Some comparisons of what I mention
RE Engine TAA With/Without it's built in sharpening https://www.screenshotcomparison.com/comparison/13372
RE Engine without AA vs TAA without internal sharpening
https://www.screenshotcomparison.com/comparison/13373 (the internal sharpening is disabled because even with AA disabled the sharpening is still in effect. Which is why RE Engine games look horrendous without AA enabled. They are sharpened into oblivion even when TAA isn't used)
Here's some rough approximations of how the game is over attenuated with bad TAA and then sharpened showing how you get so many bad TAA techniques (like UE4) with those ugly splotchy looking dot artifacts.
Using Crysis OG as an example since I had the screens laying around.
No AA https://u.cubeupload.com/MrBonk/1edNoAA.png
Simple blur applied https://u.cubeupload.com/MrBonk/noaablurred.png
That scene is then sharpened strongly https://u.cubeupload.com/MrBonk/NoAAblurredthensharp.png (See the splotchy dot artifacts in the distance?)
Same scene with enhanced 4xSGSSAA using the built in MSAA https://u.cubeupload.com/MrBonk/270enhance4xSG.png
TAA stationary vs Movement
https://www.screenshotcomparison.com/comparison/13374
Sophie DX - incorrectly applied FXAA: http://puu.sh/HAU9o.png
Sophie OG - MSAA 4x, crop of backpack: https://imgur.com/kcSOXLW
Interesting read, altho i hope we are almost reaching the moment where traditional AA will start to become no longer relevant in lieu of using higher resolutions. I have yet to seen a game look good where either cheap AA solutions (FXAA and TAA) are used, even with RE games, give me the over-sharpened image in 4k over any other blurred option!
But then again, we still have developers using Chromatic Aberration all the time during gameplay with no rime or reason other to induce headaches in players, so i dont expect them to learn anytime soon.
I don't think modern games will be using traditional AA anytime soon, particularly with the development of even more performance hungry techniques eg. raytracing.
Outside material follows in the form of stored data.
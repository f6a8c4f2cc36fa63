// Copyright (c) 2024 Xu Shaohua <shaohua@biofan.org>. All rights reserved.
// Use of this source is governed by Apache-2.0 License that can be found
// in the LICENSE file.

//! Single-threaded cooperative reactor.
//!
//! Owns the command queue, the timer service, the transport, the in-flight
//! tracker, the subscription router and the session state machine. One
//! [`Reactor::tick`] performs, in order: inbound dispatch, timers, command
//! drain, socket I/O, outbound flush. Every sub-step makes bounded progress.

use codec::{ProtocolLevel, V311, V5};
use std::sync::atomic::AtomicBool;
use std::sync::Arc;
use std::time::Instant;

use crate::commands::CommandQueue;
use crate::connect_options::ConnectOptions;
use crate::events::ClientDelegates;
use crate::inflight::InFlightTracker;
use crate::metrics::Metrics;
use crate::router::Router;
use crate::session::{Context, Directive, Session, SessionPhase};
use crate::socket::{Transport, TransportEvent};
use crate::timer::TimerQueue;

/// The session instantiated at the negotiated protocol version.
enum SessionKind {
    V311(Session<V311>),
    V5(Session<V5>),
}

impl SessionKind {
    fn new(options: &Arc<ConnectOptions>, level: ProtocolLevel, can_fallback: bool) -> Self {
        match level {
            ProtocolLevel::V311 => Self::V311(Session::new(Arc::clone(options), can_fallback)),
            ProtocolLevel::V5 => Self::V5(Session::new(Arc::clone(options), can_fallback)),
        }
    }

    fn level(&self) -> ProtocolLevel {
        match self {
            Self::V311(_) => ProtocolLevel::V311,
            Self::V5(_) => ProtocolLevel::V5,
        }
    }
}

/// Builds the borrow context and dispatches one session call on whichever
/// version is active.
macro_rules! with_session {
    ($self:ident, |$session:ident, $ctx:ident| $body:expr) => {{
        let mut $ctx = Context {
            transport: &mut *$self.transport,
            tracker: &mut $self.tracker,
            router: &mut $self.router,
            timers: &mut $self.timers,
            delegates: &$self.delegates,
            metrics: &$self.metrics,
            connected_flag: &$self.connected,
            executor: $self.executor.as_ref(),
        };
        match &mut $self.session {
            SessionKind::V311($session) => $body,
            SessionKind::V5($session) => $body,
        }
    }};
}

pub(crate) struct Reactor {
    options: Arc<ConnectOptions>,
    queue: Arc<CommandQueue>,
    timers: TimerQueue,
    transport: Box<dyn Transport>,
    tracker: InFlightTracker,
    router: Router,
    session: SessionKind,
    delegates: ClientDelegates,
    metrics: Arc<Metrics>,
    connected: Arc<AtomicBool>,
    executor: Option<crate::connect_options::CallbackExecutor>,

    /// The version fallback redial may happen once per client.
    fallback_done: bool,
}

impl Reactor {
    pub fn new(
        options: Arc<ConnectOptions>,
        transport: Box<dyn Transport>,
        queue: Arc<CommandQueue>,
        delegates: ClientDelegates,
        metrics: Arc<Metrics>,
        connected: Arc<AtomicBool>,
    ) -> Self {
        let can_fallback = options.allow_version_fallback();
        let session = SessionKind::new(&options, options.protocol_level(), can_fallback);
        let tracker = InFlightTracker::new(&options);
        let executor = options.callback_executor().cloned();
        Self {
            options,
            queue,
            timers: TimerQueue::new(),
            transport,
            tracker,
            router: Router::new(),
            session,
            delegates,
            metrics,
            connected,
            executor,
            fallback_done: false,
        }
    }

    /// One scheduler round. Called from exactly one driver thread.
    pub fn tick(&mut self) {
        self.drain_inbound();
        self.fire_timers();
        self.drain_commands();
        self.transport.tick();
        self.transport.flush();
    }

    /// Step 1: dispatch parsed packets and connection events from the
    /// transport, bounded per tick.
    fn drain_inbound(&mut self) {
        let mut budget = self.options.max_inbound_packets_per_tick();
        while budget > 0 {
            let Some(event) = self.transport.poll_event() else {
                return;
            };
            match event {
                TransportEvent::Packet(bytes) => {
                    budget -= 1;
                    let directive =
                        with_session!(self, |session, ctx| session.handle_packet(&bytes, &mut ctx));
                    if directive == Directive::FallbackRedial {
                        self.fallback_redial();
                    }
                }
                event => {
                    with_session!(self, |session, ctx| session
                        .handle_transport_event(event, &mut ctx));
                }
            }
        }
    }

    /// Step 2: pop every timer whose deadline passed.
    fn fire_timers(&mut self) {
        let now = Instant::now();
        while let Some((_id, kind)) = self.timers.pop_ready(now) {
            with_session!(self, |session, ctx| session.handle_timer(kind, &mut ctx));
        }
    }

    /// Step 3: drain queued commands. A deferred command goes back to the
    /// queue front and stops the drain so ordering is preserved.
    fn drain_commands(&mut self) {
        let mut budget = self.queue.len();
        while budget > 0 {
            budget -= 1;
            let Some(command) = self.queue.pop() else {
                return;
            };
            let deferred =
                with_session!(self, |session, ctx| session.handle_command(command, &mut ctx));
            if let Some(command) = deferred {
                log::debug!("reactor: Deferring {} command", command.name());
                self.queue.push_front(command);
                return;
            }
        }
    }

    /// Swap the session to the other protocol version and redial, carrying
    /// the pending connect completion over.
    fn fallback_redial(&mut self) {
        if self.fallback_done {
            log::error!("reactor: Version fallback requested twice");
            return;
        }
        self.fallback_done = true;

        let (sink, clean_session) = match &mut self.session {
            SessionKind::V311(session) => (session.take_connect_sink(), session.clean_session()),
            SessionKind::V5(session) => (session.take_connect_sink(), session.clean_session()),
        };
        // Events still queued belong to the connection that was just closed.
        while self.transport.poll_event().is_some() {
            log::debug!("reactor: Discarding stale transport event during redial");
        }
        let level = self.session.level().fallback();
        log::info!("reactor: Redialing with protocol version {level}");
        self.session = SessionKind::new(&self.options, level, false);
        with_session!(self, |session, ctx| session.connect_with_sink(
            clean_session,
            sink,
            &mut ctx
        ));
    }

    /// Current lifecycle phase, for logging and tests.
    #[allow(dead_code)]
    pub fn phase(&self) -> SessionPhase {
        match &self.session {
            SessionKind::V311(session) => session.phase(),
            SessionKind::V5(session) => session.phase(),
        }
    }
}
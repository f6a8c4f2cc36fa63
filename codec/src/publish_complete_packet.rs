// Copyright (c) 2024 Xu Shaohua <shaohua@biofan.org>. All rights reserved.
// Use of this source is governed by Apache-2.0 License that can be found
// in the LICENSE file.

use crate::base::{DecodeData, EncodeData};
use crate::property::check_property_type_list;
use crate::publish_ack_packet::ACK_PROPERTIES;
use crate::{
    ByteArray, DecodeError, DecodePacket, EncodeError, EncodePacket, FixedHeader, PacketId,
    PacketType, Properties, ProtocolVersion, ReasonCode,
};

/// PUBCOMP packet is the response to a PUBREL packet. It is the fourth and
/// final packet of the QoS 2 protocol exchange.
#[allow(clippy::module_name_repetitions)]
#[derive(Debug, Default, Clone, PartialEq, Eq)]
pub struct PublishCompletePacket {
    packet_id: PacketId,
    reason_code: ReasonCode,
    properties: Properties,
}

impl PublishCompletePacket {
    /// Create a new PUBCOMP packet.
    #[must_use]
    pub fn new(packet_id: PacketId) -> Self {
        Self {
            packet_id,
            ..Self::default()
        }
    }

    #[must_use]
    pub const fn packet_id(&self) -> PacketId {
        self.packet_id
    }

    pub fn set_reason_code(&mut self, reason_code: ReasonCode) -> &mut Self {
        self.reason_code = reason_code;
        self
    }

    #[must_use]
    pub const fn reason_code(&self) -> ReasonCode {
        self.reason_code
    }

    /// Get a mutable reference to the property list.
    pub fn properties_mut(&mut self) -> &mut Properties {
        &mut self.properties
    }

    #[must_use]
    pub const fn properties(&self) -> &Properties {
        &self.properties
    }
}

impl EncodePacket for PublishCompletePacket {
    fn encode<V: ProtocolVersion>(&self, buf: &mut Vec<u8>) -> Result<usize, EncodeError> {
        let old_len = buf.len();
        let mut remaining_length = PacketId::bytes();
        let verbose = V::HAS_REASON_CODE
            && (self.reason_code != ReasonCode::Success || !self.properties.is_empty());
        if verbose {
            remaining_length += ReasonCode::bytes();
            if !self.properties.is_empty() {
                remaining_length += self.properties.bytes()?;
            }
        }

        let fixed_header = FixedHeader::new(PacketType::PublishComplete, remaining_length)
            .map_err(|_| EncodeError::InvalidVarInt)?;
        fixed_header.encode(buf)?;
        self.packet_id.encode(buf)?;
        if verbose {
            self.reason_code.encode(buf)?;
            if !self.properties.is_empty() {
                self.properties.encode(buf)?;
            }
        }
        Ok(buf.len() - old_len)
    }
}

impl DecodePacket for PublishCompletePacket {
    fn decode<V: ProtocolVersion>(ba: &mut ByteArray) -> Result<Self, DecodeError> {
        let fixed_header = FixedHeader::decode(ba)?;
        if fixed_header.packet_type() != PacketType::PublishComplete {
            return Err(DecodeError::InvalidPacketType);
        }

        let packet_id = PacketId::decode(ba)?;
        if packet_id.value() == 0 {
            return Err(DecodeError::InvalidPacketId);
        }
        let mut packet = Self::new(packet_id);

        if V::HAS_REASON_CODE {
            if fixed_header.remaining_length() > PacketId::bytes() {
                packet.reason_code = ReasonCode::decode_for(ba, PacketType::PublishComplete)?;
            }
            if fixed_header.remaining_length() > PacketId::bytes() + ReasonCode::bytes() {
                let properties = Properties::decode(ba)?;
                if let Err(property_type) =
                    check_property_type_list(properties.props(), ACK_PROPERTIES)
                {
                    log::error!("publish_complete: Forbidden property {property_type:?} in PUBCOMP");
                    return Err(DecodeError::ForbiddenProperty);
                }
                packet.properties = properties;
            }
        }

        Ok(packet)
    }
}

#[cfg(test)]
mod tests {
    use super::*;
    use crate::V311;

    #[test]
    fn test_round_trip_v311() {
        let packet = PublishCompletePacket::new(PacketId::new(11));
        let mut buf = Vec::new();
        packet.encode::<V311>(&mut buf).unwrap();
        assert_eq!(buf, vec![0x70, 0x02, 0x00, 0x0b]);

        let mut ba = ByteArray::new(&buf);
        let decoded = PublishCompletePacket::decode::<V311>(&mut ba).unwrap();
        assert_eq!(decoded, packet);
    }
}
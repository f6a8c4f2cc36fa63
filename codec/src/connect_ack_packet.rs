// Copyright (c) 2024 Xu Shaohua <shaohua@biofan.org>. All rights reserved.
// Use of this source is governed by Apache-2.0 License that can be found
// in the LICENSE file.

use crate::base::{DecodeData, EncodeData};
use crate::property::check_property_type_list;
use crate::{
    ByteArray, ConnectReturnCode, DecodeError, DecodePacket, EncodeError, EncodePacket,
    FixedHeader, PacketType, Properties, PropertyType, ProtocolVersion, ReasonCode,
};

/// Properties available in CONNACK packets.
pub const CONNECT_ACK_PROPERTIES: &[PropertyType] = &[
    PropertyType::SessionExpiryInterval,
    PropertyType::ReceiveMaximum,
    PropertyType::MaximumQoS,
    PropertyType::RetainAvailable,
    PropertyType::MaximumPacketSize,
    PropertyType::AssignedClientIdentifier,
    PropertyType::TopicAliasMaximum,
    PropertyType::ReasonString,
    PropertyType::UserProperty,
    PropertyType::WildcardSubscriptionAvailable,
    PropertyType::SubscriptionIdentifierAvailable,
    PropertyType::SharedSubscriptionAvailable,
    PropertyType::ServerKeepAlive,
    PropertyType::ResponseInformation,
    PropertyType::ServerReference,
    PropertyType::AuthenticationMethod,
    PropertyType::AuthenticationData,
];

/// The CONNACK packet is the packet sent by the Server in response to
/// a CONNECT packet received from a Client.
///
/// The Server MUST send a CONNACK with a zero return code before sending any
/// packet other than AUTH [MQTT-3.2.0-1].
///
/// ```txt
///  7                        0
/// +--------------------------+
/// | Fixed header             |
/// |                          |
/// +--------------------------+
/// | Ack flags                |
/// +--------------------------+
/// | Return code/reason code  |
/// +--------------------------+
/// | Properties (v5 only)     |
/// +--------------------------+
/// ```
///
/// This packet does not contain a payload.
#[allow(clippy::module_name_repetitions)]
#[derive(Debug, Default, Clone, PartialEq, Eq)]
pub struct ConnectAckPacket {
    /// The Session Present flag informs the Client whether the Server is
    /// using Session State from a previous connection for this ClientID.
    ///
    /// If the Server accepts a connection with Clean Start set to 1, the
    /// Server MUST set Session Present to 0 in the CONNACK packet
    /// [MQTT-3.2.2-2].
    session_present: bool,

    /// Connect return code, MQTT 3.1.1.
    return_code: Option<ConnectReturnCode>,

    /// Connect reason code, MQTT 5.0.
    reason_code: Option<ReasonCode>,

    /// Connack properties, MQTT 5.0 only.
    properties: Properties,
}

impl ConnectAckPacket {
    /// Create a new CONNACK packet.
    #[must_use]
    pub fn new(session_present: bool) -> Self {
        Self {
            session_present,
            ..Self::default()
        }
    }

    #[must_use]
    pub const fn session_present(&self) -> bool {
        self.session_present
    }

    pub fn set_return_code(&mut self, return_code: ConnectReturnCode) -> &mut Self {
        self.return_code = Some(return_code);
        self
    }

    #[must_use]
    pub const fn return_code(&self) -> Option<ConnectReturnCode> {
        self.return_code
    }

    pub fn set_reason_code(&mut self, reason_code: ReasonCode) -> &mut Self {
        self.reason_code = Some(reason_code);
        self
    }

    #[must_use]
    pub const fn reason_code(&self) -> Option<ReasonCode> {
        self.reason_code
    }

    /// Returns true if the broker accepted the connection.
    #[must_use]
    pub fn accepted(&self) -> bool {
        match (self.return_code, self.reason_code) {
            (Some(code), _) => code == ConnectReturnCode::Accepted,
            (None, Some(code)) => code.is_success(),
            (None, None) => false,
        }
    }

    /// Returns true if the broker refused the connection because of the
    /// protocol version.
    #[must_use]
    pub fn is_version_refusal(&self) -> bool {
        self.return_code == Some(ConnectReturnCode::RefusedProtocolVersion)
            || self.reason_code == Some(ReasonCode::UnsupportedProtocolVersion)
    }

    /// Get the raw refusal byte, zero when accepted.
    #[must_use]
    pub fn error_code(&self) -> u8 {
        match (self.return_code, self.reason_code) {
            (Some(code), _) => code as u8,
            (None, Some(code)) => code as u8,
            (None, None) => 0,
        }
    }

    /// Get a mutable reference to the property list.
    pub fn properties_mut(&mut self) -> &mut Properties {
        &mut self.properties
    }

    #[must_use]
    pub const fn properties(&self) -> &Properties {
        &self.properties
    }
}

impl EncodePacket for ConnectAckPacket {
    fn encode<V: ProtocolVersion>(&self, buf: &mut Vec<u8>) -> Result<usize, EncodeError> {
        let old_len = buf.len();
        let mut remaining_length = 1 + 1;
        if V::HAS_PROPERTIES {
            remaining_length += self.properties.bytes()?;
        }
        let fixed_header = FixedHeader::new(PacketType::ConnectAck, remaining_length)
            .map_err(|_| EncodeError::InvalidVarInt)?;
        fixed_header.encode(buf)?;

        buf.push(u8::from(self.session_present));
        if V::HAS_REASON_CODE {
            let reason_code = self.reason_code.unwrap_or_default();
            reason_code.encode(buf)?;
            self.properties.encode(buf)?;
        } else {
            let return_code = self.return_code.unwrap_or_default();
            return_code.encode(buf)?;
        }

        Ok(buf.len() - old_len)
    }
}

impl DecodePacket for ConnectAckPacket {
    fn decode<V: ProtocolVersion>(ba: &mut ByteArray) -> Result<Self, DecodeError> {
        let fixed_header = FixedHeader::decode(ba)?;
        if fixed_header.packet_type() != PacketType::ConnectAck {
            return Err(DecodeError::InvalidPacketType);
        }

        let ack_flags = ba.read_byte()?;
        // Bits 7-1 of the Connect Acknowledge Flags are reserved and MUST be
        // set to 0 [MQTT-3.2.2-1].
        if ack_flags & 0b1111_1110 != 0 {
            return Err(DecodeError::InvalidPacketFlags);
        }
        let session_present = ack_flags & 0b0000_0001 == 0b0000_0001;

        let mut packet = Self::new(session_present);
        if V::HAS_REASON_CODE {
            let reason_code = ReasonCode::decode_for(ba, PacketType::ConnectAck)?;
            packet.set_reason_code(reason_code);
            let properties = Properties::decode(ba)?;
            if let Err(property_type) =
                check_property_type_list(properties.props(), CONNECT_ACK_PROPERTIES)
            {
                log::error!("connect_ack: Forbidden property {property_type:?} in CONNACK");
                return Err(DecodeError::ForbiddenProperty);
            }
            packet.properties = properties;
        } else {
            let return_code = ConnectReturnCode::decode(ba)?;
            packet.set_return_code(return_code);
        }

        Ok(packet)
    }
}
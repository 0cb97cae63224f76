//! # Defrag - Extent-Based Block Compaction Engine
//!
//! `defrag-rs` relocates file content toward the low end of a linear
//! address space and reports a positional checksum over the result. A disk
//! image arrives as a run-length digit string (alternating file and gap
//! lengths), is decoded into file extents plus a free list, compacted under
//! one of two placement policies, then checksummed.
//!
//! - [`compact::GreedyCompactor`] — fill the earliest gap with the tail of
//!   the last file, splitting files across destinations as needed.
//! - [`compact::WholeFileCompactor`] — first fit, each file moves at most
//!   once and never splits.
//!
//! ## Quick Start
//!
//! ```rust
//! use defrag::{Compactor, Disk, GreedyCompactor, WholeFileCompactor};
//!
//! # fn main() -> defrag::Result<()> {
//! let disk = Disk::parse("2333133121414131402")?;
//!
//! let compacted = GreedyCompactor.compact(&disk)?;
//! assert_eq!(compacted.checksum(), 1928);
//!
//! let compacted = WholeFileCompactor.compact(&disk)?;
//! assert_eq!(compacted.checksum(), 2858);
//! # Ok(())
//! # }
//! ```
//!
//! The engine is a single-threaded batch transform: each
//! parse-compact-checksum run owns its data outright, so independent inputs
//! can be processed in parallel with no coordination.

pub mod compact;
pub mod disk;
pub mod error;
pub mod extent;
pub mod layout;

pub use compact::{Compactor, GreedyCompactor, Policy, WholeFileCompactor};
pub use disk::{Disk, FileExtent, FreeList};
pub use error::{DefragError, Result};
pub use extent::Extent;
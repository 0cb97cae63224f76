//! Compaction policies
//!
//! Two alternative strategies over the same disk model:
//! - [`GreedyCompactor`] fills the earliest gap with the tail of the last
//!   file, splitting files across destinations as needed.
//! - [`WholeFileCompactor`] moves each file at most once, whole, into the
//!   first gap that can hold it entirely.
//!
//! Policies are pure: they take a disk by reference and return a new,
//! canonically sorted disk. Every run ends with a defensive verification
//! pass; a failure there is a bug in the policy and aborts the run.

pub mod greedy;
pub mod whole_file;

pub use greedy::GreedyCompactor;
pub use whole_file::WholeFileCompactor;

use crate::disk::Disk;
use crate::error::{DefragError, Result};
use std::collections::BTreeSet;

/// A compaction strategy over a disk layout
pub trait Compactor {
    /// Relocate file content toward the low end of the address space
    fn compact(&self, disk: &Disk) -> Result<Disk>;
}

/// Policy selector for callers that pick a strategy at runtime
#[derive(Debug, Clone, Copy, PartialEq, Eq)]
pub enum Policy {
    /// Variable-size, rightmost-fragment-first (files may split)
    Greedy,
    /// First-fit, at most one move per file, never split
    WholeFile,
}

impl Policy {
    pub fn compact(&self, disk: &Disk) -> Result<Disk> {
        match self {
            Policy::Greedy => GreedyCompactor.compact(disk),
            Policy::WholeFile => WholeFileCompactor.compact(disk),
        }
    }
}

/// Post-compaction checks shared by both policies: canonical ordering,
/// structural verification, and id permanence against the input.
fn finalize(input: &Disk, mut output: Disk) -> Result<Disk> {
    output.sort_canonical();
    output.verify()?;

    let before: BTreeSet<u64> = input.files.iter().map(|f| f.id).collect();
    let after: BTreeSet<u64> = output.files.iter().map(|f| f.id).collect();
    if before != after {
        return Err(DefragError::InvariantViolation(
            "file id set changed during compaction".to_string(),
        ));
    }
    Ok(output)
}
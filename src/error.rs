use thiserror::Error;

#[derive(Error, Debug)]
pub enum DefragError {
    #[error("empty input: expected one non-empty line of run-length digits")]
    EmptyInput,

    #[error("malformed input: non-digit character {found:?} at offset {offset}")]
    MalformedInput { offset: usize, found: char },

    #[error("layout invariant violated: {0}")]
    InvariantViolation(String),

    #[error("I/O error: {0}")]
    Io(#[from] std::io::Error),
}

pub type Result<T> = std::result::Result<T, DefragError>;
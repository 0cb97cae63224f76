//! Defrag CLI
//!
//! Reads one run-length encoded layout line, compacts it under the selected
//! placement policy, and prints the resulting checksum.

use clap::{Parser, ValueEnum};
use defrag::{DefragError, Disk, Policy, Result};
use std::io::Read;
use std::path::PathBuf;
use tracing::debug;
use tracing_subscriber::EnvFilter;

#[derive(Parser, Debug)]
#[command(name = "defrag")]
#[command(about = "Compact a run-length encoded disk layout and print its checksum")]
struct Args {
    /// Path to the layout file, or `-` to read from stdin
    #[arg(default_value = "-")]
    input: PathBuf,

    /// Placement policy
    #[arg(short, long, value_enum, default_value_t = PolicyArg::Greedy)]
    policy: PolicyArg,
}

#[derive(Debug, Clone, Copy, ValueEnum)]
enum PolicyArg {
    /// Fill the earliest gap with the tail of the last file (files may split)
    Greedy,
    /// First fit: each file moves at most once and never splits
    WholeFile,
}

impl From<PolicyArg> for Policy {
    fn from(arg: PolicyArg) -> Self {
        match arg {
            PolicyArg::Greedy => Policy::Greedy,
            PolicyArg::WholeFile => Policy::WholeFile,
        }
    }
}

fn read_line(input: &PathBuf) -> Result<String> {
    let raw = if input.as_os_str() == "-" {
        let mut buf = String::new();
        std::io::stdin().read_to_string(&mut buf)?;
        buf
    } else {
        std::fs::read_to_string(input)?
    };
    let line = raw.lines().next().ok_or(DefragError::EmptyInput)?;
    Ok(line.to_string())
}

fn main() -> Result<()> {
    tracing_subscriber::fmt()
        .with_env_filter(EnvFilter::from_default_env())
        .with_writer(std::io::stderr)
        .init();

    let args = Args::parse();
    let line = read_line(&args.input)?;

    let disk = Disk::parse(&line)?;
    debug!(
        files = disk.files.len(),
        gaps = disk.free.len(),
        total_len = disk.total_len,
        "parsed layout"
    );

    let compacted = Policy::from(args.policy).compact(&disk)?;
    println!("{}", compacted.checksum());
    Ok(())
}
It does make sense to categorize AA techniques, generally. From cheapest to heaviest:
Rendering one sample per pixel:
MLAA, FXAA, SMAA - Post-process AA is the "cheapest" kind of antialiasing. And since it's so terrible, it also basically costs no performance (SMAA Ultra is sub-1ms on modern GPUs today).
Rendering one sample per pixel, but integrated over time:
TAA is the graphics equivalent of trying to have your cake and eating it too. The cake is "supersampling image quality" and the eating it too part is "without the performance cost". The trick is to render multiple samples, one sample per frame over many frames, and integrate the output over multiple frames. Generally these are 2-3 ms on modern GPUs. Too bad it by definition integrates over time, leading to ghosting/shimmering tradeoff. DL approaches to this are improving this tradeoff, but haven't been adopted universally.
Rendering N samples per pixel, for geometry edges: MSAA
"Traditional" MSAA. It doesn't do anything for anything that isn't the edge of geometry, eg. textures, shader aliasing, etc. So its relevance today is not very high.
Rendering N samples per pixel: SSAA / Supersampling
The typical N-samples-per-pixel sampling, which cost scales with number of samples. Mostly impractical. TAA should resolve to this when there is no motion.
Oh... what i meant by this is the adoption of higher resolutions in lieu of Anti Aliasing, if 4k becomes a more commonly used resolution, AA becomes mostly redundant.
Unless we suddenly start using bigger monitors (i mean literal bigger 4k monitors)... then the problem arises again... lol
But then again, this is the post processing obsessed game development, wouldnt suprise me if devs also would want to apply AA to a 4k resolution thats gonna be displayed 99% of the time on either a standard 4k monitor or lower res one.
Hell, we have VR developers applying TAA to their games and getting flak from the community for doing so, as in VR, any blur is not only easily noticiable, but causes nausea for most people, since your essentially simulating astigmatism for everyone.
Huge cost but close-to-invisible improvement over MSAA.
Drop its d3d11.dll next to the game and edit the atfix.ini it creates with your preferred MSAA sample count
This game was too beautiful with good AA to play without it.